Drastic Dykes and Accidental Activists: Queer Women in the Urban South
- Author: La Shonda Mims
- Publisher: The University of North Carolina Press
- Publication date: November 2022
- ISBN: 978-1-4696-7056-0
- OCLC: 1352973397

= Drastic Dykes and Accidental Activists =

2022 non-fiction book by La Shonda Mims

Drastic Dykes and Accidental Activists: Queer Women in the Urban South is a non-fiction book by La Shonda Mims. Published in 2022 by The University of North Carolina Press, it discusses the history of queer women and activists in the American South, specifically in the cities of Atlanta, Georgia and Charlotte, North Carolina.

==Background and publication history==
At the time of the book's publication, La Shonda Mims was an associate professor of history at Middle Tennessee State University. She had previously attended University of North Carolina at Charlotte.
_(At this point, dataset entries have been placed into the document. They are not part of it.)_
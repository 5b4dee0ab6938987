//! Catalog read operations.

use crate::error::InventoryError;
use crate::model::{Part, PartsFilter};
use crate::repository::PartRepository;
use std::future::Future;
use std::sync::Arc;
use std::time::Duration;
use tracing::info;
use uuid::Uuid;

/// The catalog service.
pub struct InventoryService {
    repo: Arc<dyn PartRepository>,
    read_timeout: Duration,
}

impl InventoryService {
    /// Wire up the service.
    pub fn new(repo: Arc<dyn PartRepository>, read_timeout: Duration) -> Self {
        Self { repo, read_timeout }
    }

    /// Load one part by its textual uuid.
    ///
    /// # Errors
    ///
    /// - [`InventoryError::InvalidArgument`] on a blank or malformed id
    /// - [`InventoryError::PartNotFound`] if it does not exist
    pub async fn part(&self, raw_id: &str) -> Result<Part, InventoryError> {
        let raw_id = raw_id.trim();
        if raw_id.is_empty() {
            return Err(InventoryError::InvalidArgument(
                "part uuid must be non-empty".into(),
            ));
        }
        let id = Uuid::parse_str(raw_id).map_err(|_| {
            InventoryError::InvalidArgument(format!("part uuid {raw_id:?} is not a uuid"))
        })?;

        self.read_scope(self.repo.part_by_id(id)).await
    }

    /// List the parts matching `filter`. An empty result is a success.
    ///
    /// # Errors
    ///
    /// Only store failures surface; an unmatched filter does not.
    pub async fn list_parts(&self, filter: &PartsFilter) -> Result<Vec<Part>, InventoryError> {
        let parts = self.read_scope(self.repo.list(filter)).await?;
        info!(
            requested_ids = filter.ids.len(),
            matched = parts.len(),
            "parts listed"
        );
        Ok(parts)
    }

    async fn read_scope<T>(
        &self,
        fut: impl Future<Output = Result<T, InventoryError>>,
    ) -> Result<T, InventoryError> {
        match tokio::time::timeout(self.read_timeout, fut).await {
            Ok(result) => result,
            Err(_) => Err(InventoryError::Internal(anyhow::anyhow!(
                "parts store deadline of {:?} exceeded",
                self.read_timeout
            ))),
        }
    }
}

#[cfg(test)]
mod tests {
    use super::*;
    use crate::repository::InMemoryPartRepository;

    fn service() -> InventoryService {
        InventoryService::new(
            Arc::new(InMemoryPartRepository::new()),
            Duration::from_secs(1),
        )
    }

    #[tokio::test]
    async fn blank_part_id_is_invalid() {
        let err = service().part("   ").await.unwrap_err();
        assert!(matches!(err, InventoryError::InvalidArgument(_)));
    }

    #[tokio::test]
    async fn malformed_part_id_is_invalid() {
        let err = service().part("not-a-uuid").await.unwrap_err();
        assert!(matches!(err, InventoryError::InvalidArgument(_)));
    }

    #[tokio::test]
    async fn unknown_part_is_not_found() {
        let err = service().part(&Uuid::new_v4().to_string()).await.unwrap_err();
        assert!(matches!(err, InventoryError::PartNotFound));
    }

    #[tokio::test]
    async fn empty_store_lists_nothing_without_error() {
        let parts = service().list_parts(&PartsFilter::default()).await.unwrap();
        assert!(parts.is_empty());
    }
}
The book's title is a reference to the 20th century lesbian activist group Drastic Dykes of Charlotte, which Mims used as an example in the book. As part of her research, she used the King-Henry-Brockington Archive at the University of North Carolina Charlotte.

Drastic Dykes and Accidental Activists was published in 2022 by the University of North Carolina Press.

==Reception==
Several reviewers praised Mims for her methodical and diligent research, citing the obscure sources she referenced.

In the Journal of Southern History, the reviewer, Leisa Meyer, compared Mims's approach to queer history and identifying historical queer women to that of Emma Pérez another queer historian who sought to identify queer women who existed without being recognizably "out". She also favorable compared Drastic Dykes and Accidental Activists to Harlan Greene's The Real Rainbow Row, claiming that Mims, through her research, had refuted Greene's argument that covering the history of lesbians was not possible due to a lack of sourcing. She also praised Mims's analysis of femininity amongst Southern lesbians, especially butches.

In a review in Journal of History, G. Samantha Rosenthal described Drastic Dykes and Accidental Activists as an "important contribution to the study of lesbian histories and southern LGBTQ histories", and praised Mims for her analysis of lesbian history during the 1990s and early 2000s. However, she felt that Mims could have made a greater effort to cover Black lesbians and transgender women, citing the book's lack of coverage of the Southern Comfort Conference, a transgender conference that took place in Atlanta during the 1990s and early 2000s. A review in Choice: Current Reviews for Academic Libraries noted that Mims's inclusion went beyond adding a "Black chapter" to the book, and commended her coverage of white privilege in the gay community.